= Beginning of Section =
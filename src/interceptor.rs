//! Interceptor chain.
//!
//! Interceptors are grouped by [`Phase`] and may ask to run before or after
//! other interceptors of the same phase. [`ChainBuilder::build`] resolves the
//! order once; the resulting [`Chain`] is immutable and shared across
//! exchanges.

use crate::error::{Result, SoapError};
use crate::message::Message;
use crate::qname::QName;
use std::collections::HashMap;
use std::fmt;
use std::sync::Arc;
use tracing::{debug, warn};

/// Ordinal of a processing stage. Lower phases run first.
#[derive(Debug, Clone, Copy, PartialEq, Eq, PartialOrd, Ord, Hash)]
pub struct Phase(u16);

impl Phase {
    pub const RECEIVE: Phase = Phase(100);
    pub const READ: Phase = Phase(200);
    pub const PROTOCOL: Phase = Phase(300);
    pub const UNMARSHAL: Phase = Phase(400);
    pub const MARSHAL: Phase = Phase(500);
    pub const PRE_WRITE: Phase = Phase(600);
    pub const WRITE: Phase = Phase(700);

    pub const fn new(ordinal: u16) -> Self {
        Phase(ordinal)
    }

    pub fn ordinal(&self) -> u16 {
        self.0
    }
}

/// Headers an interceptor processes, optionally restricted to roles.
///
/// An empty role list means the headers are understood whatever role they
/// target.
#[derive(Debug, Clone, Default, PartialEq)]
pub struct UnderstoodHeaders {
    pub headers: Vec<QName>,
    pub roles: Vec<String>,
}

impl UnderstoodHeaders {
    pub fn new(headers: Vec<QName>) -> Self {
        Self {
            headers,
            roles: Vec::new(),
        }
    }

    pub fn with_roles(mut self, roles: Vec<String>) -> Self {
        self.roles = roles;
        self
    }

    /// Whether `header` targeted at `role` is covered.
    pub fn understands(&self, header: &QName, role: Option<&str>) -> bool {
        self.headers.contains(header)
            && (self.roles.is_empty() || role.map_or(false, |r| self.roles.iter().any(|x| x == r)))
    }
}

/// Understood-header declarations of every interceptor in the running chain.
#[derive(Debug, Clone, Default)]
pub struct ChainCapabilities(pub Arc<[UnderstoodHeaders]>);

impl ChainCapabilities {
    pub fn understands(&self, header: &QName, role: Option<&str>) -> bool {
        self.0.iter().any(|u| u.understands(header, role))
    }
}

/// A processing step.
pub trait Interceptor: Send + Sync {
    /// Unique name within a chain.
    fn name(&self) -> &str;

    fn phase(&self) -> Phase;

    /// Interceptors this one must run before.
    fn before(&self) -> Vec<String> {
        Vec::new()
    }

    /// Interceptors this one must run after.
    fn after(&self) -> Vec<String> {
        Vec::new()
    }

    fn handle(&self, message: &mut Message) -> Result<()>;

    /// Optional capability queried by the MustUnderstand checker.
    fn understood_headers(&self) -> Option<&UnderstoodHeaders> {
        None
    }
}

struct Entry {
    interceptor: Arc<dyn Interceptor>,
    before: Vec<String>,
    after: Vec<String>,
}

/// Collects interceptors and ordering constraints.
#[derive(Default)]
pub struct ChainBuilder {
    entries: Vec<Entry>,
}

impl ChainBuilder {
    pub fn new() -> Self {
        Self::default()
    }

    pub fn add(self, interceptor: impl Interceptor + 'static) -> Self {
        self.push(Arc::new(interceptor), None, None)
    }

    pub fn add_shared(self, interceptor: Arc<dyn Interceptor>) -> Self {
        self.push(interceptor, None, None)
    }

    /// Add an interceptor that must run before `name`.
    pub fn add_before(self, name: &str, interceptor: impl Interceptor + 'static) -> Self {
        self.push(Arc::new(interceptor), Some(name), None)
    }

    /// Add an interceptor that must run after `name`.
    pub fn add_after(self, name: &str, interceptor: impl Interceptor + 'static) -> Self {
        self.push(Arc::new(interceptor), None, Some(name))
    }

    fn push(
        mut self,
        interceptor: Arc<dyn Interceptor>,
        before: Option<&str>,
        after: Option<&str>,
    ) -> Self {
        let mut entry = Entry {
            before: interceptor.before(),
            after: interceptor.after(),
            interceptor,
        };
        entry.before.extend(before.map(str::to_string));
        entry.after.extend(after.map(str::to_string));
        self.entries.push(entry);
        self
    }

    /// Resolve the execution order.
    pub fn build(self) -> Result<Chain> {
        let mut index: HashMap<&str, usize> = HashMap::with_capacity(self.entries.len());
        for (i, entry) in self.entries.iter().enumerate() {
            if index.insert(entry.interceptor.name(), i).is_some() {
                return Err(SoapError::Config(format!(
                    "duplicate interceptor '{}'",
                    entry.interceptor.name()
                )));
            }
        }

        // edges[a] holds every b that must run after a, same phase only.
        let mut edges: Vec<Vec<usize>> = vec![Vec::new(); self.entries.len()];
        for (i, entry) in self.entries.iter().enumerate() {
            let name = entry.interceptor.name();
            let constraints = entry
                .before
                .iter()
                .map(|other| (other, true))
                .chain(entry.after.iter().map(|other| (other, false)));
            for (other, is_before) in constraints {
                let j = *index.get(other.as_str()).ok_or_else(|| {
                    SoapError::Config(format!(
                        "interceptor '{}' references unknown interceptor '{}'",
                        name, other
                    ))
                })?;
                let (first, second) = if is_before { (i, j) } else { (j, i) };
                let first_phase = self.entries[first].interceptor.phase();
                let second_phase = self.entries[second].interceptor.phase();
                if first_phase > second_phase {
                    return Err(SoapError::Config(format!(
                        "interceptor '{}' cannot run before '{}': phase {} follows phase {}",
                        self.entries[first].interceptor.name(),
                        self.entries[second].interceptor.name(),
                        first_phase.ordinal(),
                        second_phase.ordinal()
                    )));
                }
                if first_phase == second_phase && !edges[first].contains(&second) {
                    edges[first].push(second);
                }
            }
        }

        let mut phases: Vec<Phase> = self.entries.iter().map(|e| e.interceptor.phase()).collect();
        phases.sort();
        phases.dedup();

        let mut order = Vec::with_capacity(self.entries.len());
        for phase in phases {
            let members: Vec<usize> = (0..self.entries.len())
                .filter(|&i| self.entries[i].interceptor.phase() == phase)
                .collect();
            let mut incoming: HashMap<usize, usize> = members.iter().map(|&i| (i, 0)).collect();
            for &i in &members {
                for &j in &edges[i] {
                    *incoming.entry(j).or_default() += 1;
                }
            }

            let mut remaining = members;
            while !remaining.is_empty() {
                // Lowest insertion index among the ready ones.
                let pos = remaining
                    .iter()
                    .position(|i| incoming[i] == 0)
                    .ok_or_else(|| {
                        let names: Vec<&str> = remaining
                            .iter()
                            .map(|&i| self.entries[i].interceptor.name())
                            .collect();
                        SoapError::Config(format!(
                            "cyclic ordering constraints between interceptors: {}",
                            names.join(", ")
                        ))
                    })?;
                let next = remaining.remove(pos);
                for &j in &edges[next] {
                    if let Some(count) = incoming.get_mut(&j) {
                        *count -= 1;
                    }
                }
                order.push(next);
            }
        }

        let mut slots: Vec<Option<Entry>> = self.entries.into_iter().map(Some).collect();
        let interceptors: Vec<Arc<dyn Interceptor>> = order
            .into_iter()
            .filter_map(|i| slots[i].take().map(|entry| entry.interceptor))
            .collect();
        let understood: Vec<UnderstoodHeaders> = interceptors
            .iter()
            .filter_map(|i| i.understood_headers().cloned())
            .collect();

        debug!(
            interceptors = ?interceptors.iter().map(|i| i.name()).collect::<Vec<_>>(),
            "Built interceptor chain"
        );

        Ok(Chain {
            interceptors: interceptors.into(),
            capabilities: ChainCapabilities(understood.into()),
        })
    }
}

/// An ordered, immutable list of interceptors.
#[derive(Clone)]
pub struct Chain {
    interceptors: Arc<[Arc<dyn Interceptor>]>,
    capabilities: ChainCapabilities,
}

impl Chain {
    pub fn builder() -> ChainBuilder {
        ChainBuilder::new()
    }

    /// Interceptor names in execution order.
    pub fn names(&self) -> Vec<&str> {
        self.interceptors.iter().map(|i| i.name()).collect()
    }

    pub fn len(&self) -> usize {
        self.interceptors.len()
    }

    pub fn is_empty(&self) -> bool {
        self.interceptors.is_empty()
    }

    pub fn capabilities(&self) -> &ChainCapabilities {
        &self.capabilities
    }

    /// Run every interceptor in order. The first error aborts the chain.
    pub fn run(&self, message: &mut Message) -> Result<()> {
        message.put(self.capabilities.clone());
        for interceptor in self.interceptors.iter() {
            if let Err(err) = interceptor.handle(message) {
                match err.as_fault() {
                    Some(fault) => debug!(
                        interceptor = interceptor.name(),
                        code = %fault.code(),
                        reason = fault.reason(),
                        "Interceptor raised fault"
                    ),
                    None => warn!(
                        interceptor = interceptor.name(),
                        error = %err,
                        "Interceptor failed"
                    ),
                }
                return Err(err);
            }
        }
        Ok(())
    }
}

impl fmt::Debug for Chain {
    fn fmt(&self, f: &mut fmt::Formatter<'_>) -> fmt::Result {
        f.debug_struct("Chain")
            .field("interceptors", &self.names())
            .finish()
    }
}

#[cfg(test)]
mod tests {
    use super::*;
    use crate::fault::Fault;

    #[derive(Default)]
    struct Trace(Vec<String>);

    struct Step {
        name: &'static str,
        phase: Phase,
        after: Vec<String>,
        fail: bool,
    }

    fn step(name: &'static str, phase: u16) -> Step {
        Step {
            name,
            phase: Phase::new(phase),
            after: Vec::new(),
            fail: false,
        }
    }

    impl Interceptor for Step {
        fn name(&self) -> &str {
            self.name
        }

        fn phase(&self) -> Phase {
            self.phase
        }

        fn after(&self) -> Vec<String> {
            self.after.clone()
        }

        fn handle(&self, message: &mut Message) -> Result<()> {
            if message.get::<Trace>().is_none() {
                message.put(Trace::default());
            }
            if let Some(trace) = message.get_mut::<Trace>() {
                trace.0.push(self.name.to_string());
            }
            if self.fail {
                return Err(Fault::sender(format!("{} failed", self.name)).into());
            }
            Ok(())
        }
    }

    fn run(chain: &Chain) -> Vec<String> {
        let mut message = Message::new();
        let _ = chain.run(&mut message);
        message.remove::<Trace>().unwrap_or_default().0
    }

    #[test]
    fn test_phase_then_constraint_order() {
        let chain = Chain::builder()
            .add(step("A", 1))
            .add(step("B", 0))
            .add_after("A", step("C", 1))
            .build()
            .unwrap();
        assert_eq!(chain.names(), vec!["B", "A", "C"]);
        assert_eq!(run(&chain), vec!["B", "A", "C"]);
    }

    #[test]
    fn test_insertion_order_within_phase() {
        let chain = Chain::builder()
            .add(step("first", 5))
            .add(step("second", 5))
            .add(step("third", 5))
            .build()
            .unwrap();
        assert_eq!(chain.names(), vec!["first", "second", "third"]);
    }

    #[test]
    fn test_before_moves_interceptor_forward() {
        let chain = Chain::builder()
            .add(step("A", 1))
            .add(step("B", 1))
            .add_before("A", step("C", 1))
            .build()
            .unwrap();
        assert_eq!(chain.names(), vec!["C", "A", "B"]);
    }

    #[test]
    fn test_declared_after_constraint() {
        let mut late = step("late", 1);
        late.after = vec!["early".to_string()];
        let chain = Chain::builder()
            .add(late)
            .add(step("early", 1))
            .build()
            .unwrap();
        assert_eq!(chain.names(), vec!["early", "late"]);
    }

    #[test]
    fn test_unknown_reference() {
        let err = Chain::builder()
            .add_after("missing", step("A", 1))
            .build()
            .unwrap_err();
        assert!(matches!(err, SoapError::Config(ref msg) if msg.contains("missing")));
    }

    #[test]
    fn test_constraint_against_phase_order() {
        let err = Chain::builder()
            .add(step("early", 0))
            .add_before("early", step("late", 1))
            .build()
            .unwrap_err();
        assert!(matches!(err, SoapError::Config(_)));

        // Already implied by phase order.
        let chain = Chain::builder()
            .add(step("late", 1))
            .add_before("late", step("early", 0))
            .build()
            .unwrap();
        assert_eq!(chain.names(), vec!["early", "late"]);
    }

    #[test]
    fn test_cycle() {
        let mut a = step("A", 1);
        a.after = vec!["B".to_string()];
        let err = Chain::builder()
            .add(a)
            .add_after("A", step("B", 1))
            .build()
            .unwrap_err();
        assert!(matches!(err, SoapError::Config(ref msg) if msg.contains("cyclic")));
    }

    #[test]
    fn test_duplicate_name() {
        let err = Chain::builder()
            .add(step("A", 1))
            .add(step("A", 2))
            .build()
            .unwrap_err();
        assert!(matches!(err, SoapError::Config(_)));
    }

    #[test]
    fn test_fault_aborts_chain() {
        let mut failing = step("B", 1);
        failing.fail = true;
        let chain = Chain::builder()
            .add(step("A", 1))
            .add(failing)
            .add(step("C", 1))
            .build()
            .unwrap();

        let mut message = Message::new();
        let err = chain.run(&mut message).unwrap_err();
        assert!(err.is_fault());
        assert_eq!(message.get::<Trace>().unwrap().0, vec!["A", "B"]);
    }

    #[test]
    fn test_understood_headers_roles() {
        let header = QName::new("urn:h", "Trans");
        let any_role = UnderstoodHeaders::new(vec![header.clone()]);
        assert!(any_role.understands(&header, None));
        assert!(any_role.understands(&header, Some("urn:role")));

        let scoped = UnderstoodHeaders::new(vec![header.clone()]).with_roles(vec!["urn:role".into()]);
        assert!(scoped.understands(&header, Some("urn:role")));
        assert!(!scoped.understands(&header, Some("urn:other")));
        assert!(!scoped.understands(&QName::new("urn:h", "Other"), Some("urn:role")));
    }

    #[test]
    fn test_chain_is_send_sync() {
        fn assert_send_sync<T: Send + Sync>() {}
        assert_send_sync::<Chain>();
    }
}
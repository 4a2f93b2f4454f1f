//! SOAP binding pipeline for Zentinel
//!
//! Translates between wire-level SOAP messages and a canonical,
//! transport-independent message form, driven by a WSDL 1.1 binding.
//!
//! # Features
//!
//! - WSDL 1.1 reading and binding model resolution (document and RPC literal)
//! - Ordered interceptor chains (phases plus before/after constraints)
//! - Canonical wrapping of body and header parts, in both directions
//! - MustUnderstand header checks and SOAPAction dispatch
//! - SOAP 1.1 and 1.2 fault decoding and encoding
//! - WS-I Basic Profile validation of WSDL bindings
//!
//! # Example
//!
//! ```ignore
//! use zentinel_soap_binding::{read_definition, Message, SoapBindingConfig, SoapEndpoint, XmlStream};
//!
//! let definition = read_definition(&std::fs::read("stock.wsdl")?)?;
//! let endpoint = SoapEndpoint::new(SoapBindingConfig::default(), &definition)?;
//!
//! let mut request = Message::with_stream(XmlStream::from_bytes(body));
//! request.set_transport_header("SOAPAction", "\"urn:GetPrice\"");
//! endpoint.process_inbound(&mut request)?;
//! ```

pub mod binding;
pub mod config;
pub mod dispatch;
pub mod endpoint;
pub mod envelope;
pub mod error;
pub mod fault;
pub mod interceptor;
pub mod message;
pub mod must_understand;
pub mod parser;
pub mod qname;
pub mod soap_action;
pub mod wrapper;
pub mod wsdl;
pub mod wsi;

pub use binding::{BindingModel, BoundOperation, Operation};
pub use config::{EndpointRole, SoapBindingConfig, SoapVersion};
pub use endpoint::SoapEndpoint;
pub use error::{Result, SoapError};
pub use fault::Fault;
pub use interceptor::{Chain, ChainBuilder, Interceptor, Phase, UnderstoodHeaders};
pub use message::{Content, Message, XmlStream};
pub use qname::QName;
pub use wsdl::{read_definition, Definition};
pub use wsi::{validate, ValidationReport};
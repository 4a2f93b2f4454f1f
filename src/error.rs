//! Error types for the SOAP binding pipeline.

use crate::fault::Fault;
use thiserror::Error;

/// SOAP binding errors.
///
/// [`SoapError::Fault`] carries a SOAP fault that the transport is expected to
/// send back to the peer. Every other variant is a processing or configuration
/// error that is not reported as a SOAP fault.
#[derive(Error, Debug)]
pub enum SoapError {
    #[error("XML parsing error: {0}")]
    XmlParse(String),

    #[error("XML write error: {0}")]
    XmlWrite(String),

    #[error("Message content has already been consumed")]
    ContentConsumed,

    #[error("Message has no content")]
    MissingContent,

    #[error("Invalid WSDL: {0}")]
    InvalidWsdl(String),

    #[error("Configuration error: {0}")]
    Config(String),

    #[error("Deployment error: {0}")]
    Deployment(String),

    #[error("SOAP fault: {0}")]
    Fault(Box<Fault>),

    #[error("IO error: {0}")]
    Io(#[from] std::io::Error),
}

impl SoapError {
    /// The SOAP fault carried by this error, if any.
    pub fn as_fault(&self) -> Option<&Fault> {
        match self {
            Self::Fault(fault) => Some(fault),
            _ => None,
        }
    }

    /// Whether this error should be reported to the peer as a SOAP fault.
    pub fn is_fault(&self) -> bool {
        matches!(self, Self::Fault(_))
    }
}

impl From<Fault> for SoapError {
    fn from(fault: Fault) -> Self {
        Self::Fault(Box::new(fault))
    }
}

impl From<xmltree::ParseError> for SoapError {
    fn from(err: xmltree::ParseError) -> Self {
        Self::XmlParse(err.to_string())
    }
}

impl From<xmltree::Error> for SoapError {
    fn from(err: xmltree::Error) -> Self {
        Self::XmlWrite(err.to_string())
    }
}

/// Result alias used throughout the crate.
pub type Result<T, E = SoapError> = std::result::Result<T, E>;

#[cfg(test)]
mod tests {
    use super::*;

    #[test]
    fn test_fault_conversion() {
        let err: SoapError = Fault::sender("missing part 'body'").into();
        assert!(err.is_fault());
        assert_eq!(err.as_fault().unwrap().reason(), "missing part 'body'");
    }

    #[test]
    fn test_processing_error_is_not_fault() {
        let err = SoapError::XmlParse("unexpected end of stream".to_string());
        assert!(!err.is_fault());
        assert!(err.as_fault().is_none());
        assert_eq!(err.to_string(), "XML parsing error: unexpected end of stream");
    }
}
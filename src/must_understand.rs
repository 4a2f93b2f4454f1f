//! MustUnderstand header checks.

use crate::binding::BoundOperation;
use crate::config::{EndpointRole, MustUnderstandConfig, SoapVersion};
use crate::error::Result;
use crate::fault::Fault;
use crate::interceptor::{ChainCapabilities, Interceptor, Phase};
use crate::message::Message;
use crate::parser::{
    attribute, SOAP_11_ACTOR_NEXT, SOAP_12_ROLE_NEXT, SOAP_12_ROLE_ULTIMATE_RECEIVER,
};
use crate::qname::QName;
use tracing::{debug, warn};
use xmltree::Element;

/// Rejects mandatory headers nobody in the chain processes.
#[derive(Debug)]
pub struct MustUnderstandInterceptor {
    role: EndpointRole,
    roles: Vec<String>,
    understood: Vec<QName>,
}

impl MustUnderstandInterceptor {
    pub const NAME: &'static str = "MustUnderstandInterceptor";

    pub fn new(role: EndpointRole) -> Self {
        Self {
            role,
            roles: Vec::new(),
            understood: Vec::new(),
        }
    }

    pub fn from_config(role: EndpointRole, config: &MustUnderstandConfig) -> Self {
        Self {
            role,
            roles: config.roles.clone(),
            understood: config.understood_headers.clone(),
        }
    }

    /// Additional role the service acts in.
    pub fn with_role(mut self, role: impl Into<String>) -> Self {
        self.roles.push(role.into());
        self
    }

    /// Whether a header addressed to `role` targets this node.
    fn targets_us(&self, role: Option<&str>) -> bool {
        match role {
            None | Some("") => true,
            Some(SOAP_11_ACTOR_NEXT | SOAP_12_ROLE_NEXT | SOAP_12_ROLE_ULTIMATE_RECEIVER) => true,
            Some(other) => self.roles.iter().any(|r| r == other),
        }
    }
}

fn must_understand(header: &Element) -> bool {
    matches!(
        attribute(header, "mustUnderstand").map(str::trim),
        Some("1" | "true")
    )
}

fn header_role<'a>(header: &'a Element, version: Option<SoapVersion>) -> Option<&'a str> {
    match version {
        Some(SoapVersion::Soap11) => attribute(header, "actor"),
        Some(SoapVersion::Soap12) => attribute(header, "role"),
        None => attribute(header, "role").or_else(|| attribute(header, "actor")),
    }
}

impl Interceptor for MustUnderstandInterceptor {
    fn name(&self) -> &str {
        Self::NAME
    }

    fn phase(&self) -> Phase {
        Phase::PROTOCOL
    }

    fn handle(&self, message: &mut Message) -> Result<()> {
        let version = message.get::<SoapVersion>().copied();
        let declared: &[QName] = BoundOperation::of(message)
            .and_then(|op| op.inbound_message(self.role))
            .map(|info| info.declared_headers())
            .unwrap_or_default();
        let capabilities = message.get::<ChainCapabilities>();

        // Every entry of a repeated header is checked on its own.
        let mut not_understood: Vec<&QName> = message
            .soap_headers()
            .iter()
            .flat_map(|(name, entries)| entries.iter().map(move |header| (name, header)))
            .filter(|(_, header)| must_understand(header))
            .filter_map(|(name, header)| {
                let role = header_role(header, version);
                if !self.targets_us(role) {
                    return None;
                }
                let understood = declared.contains(name)
                    || self.understood.contains(name)
                    || capabilities.map_or(false, |c| c.understands(name, role));
                (!understood).then_some(name)
            })
            .collect();
        not_understood.dedup();

        if not_understood.is_empty() {
            debug!("All mandatory headers understood");
            return Ok(());
        }

        let names: Vec<String> = not_understood.iter().map(|n| n.to_string()).collect();
        warn!(headers = ?names, "Mandatory headers not understood");
        Err(Fault::must_understand(format!(
            "Can not understand headers: {}",
            names.join(", ")
        ))
        .into())
    }
}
= End of Section =
Work through the listing above and report how many lines include the string "BoundOperation", with no other text.

**Problem solution**.
3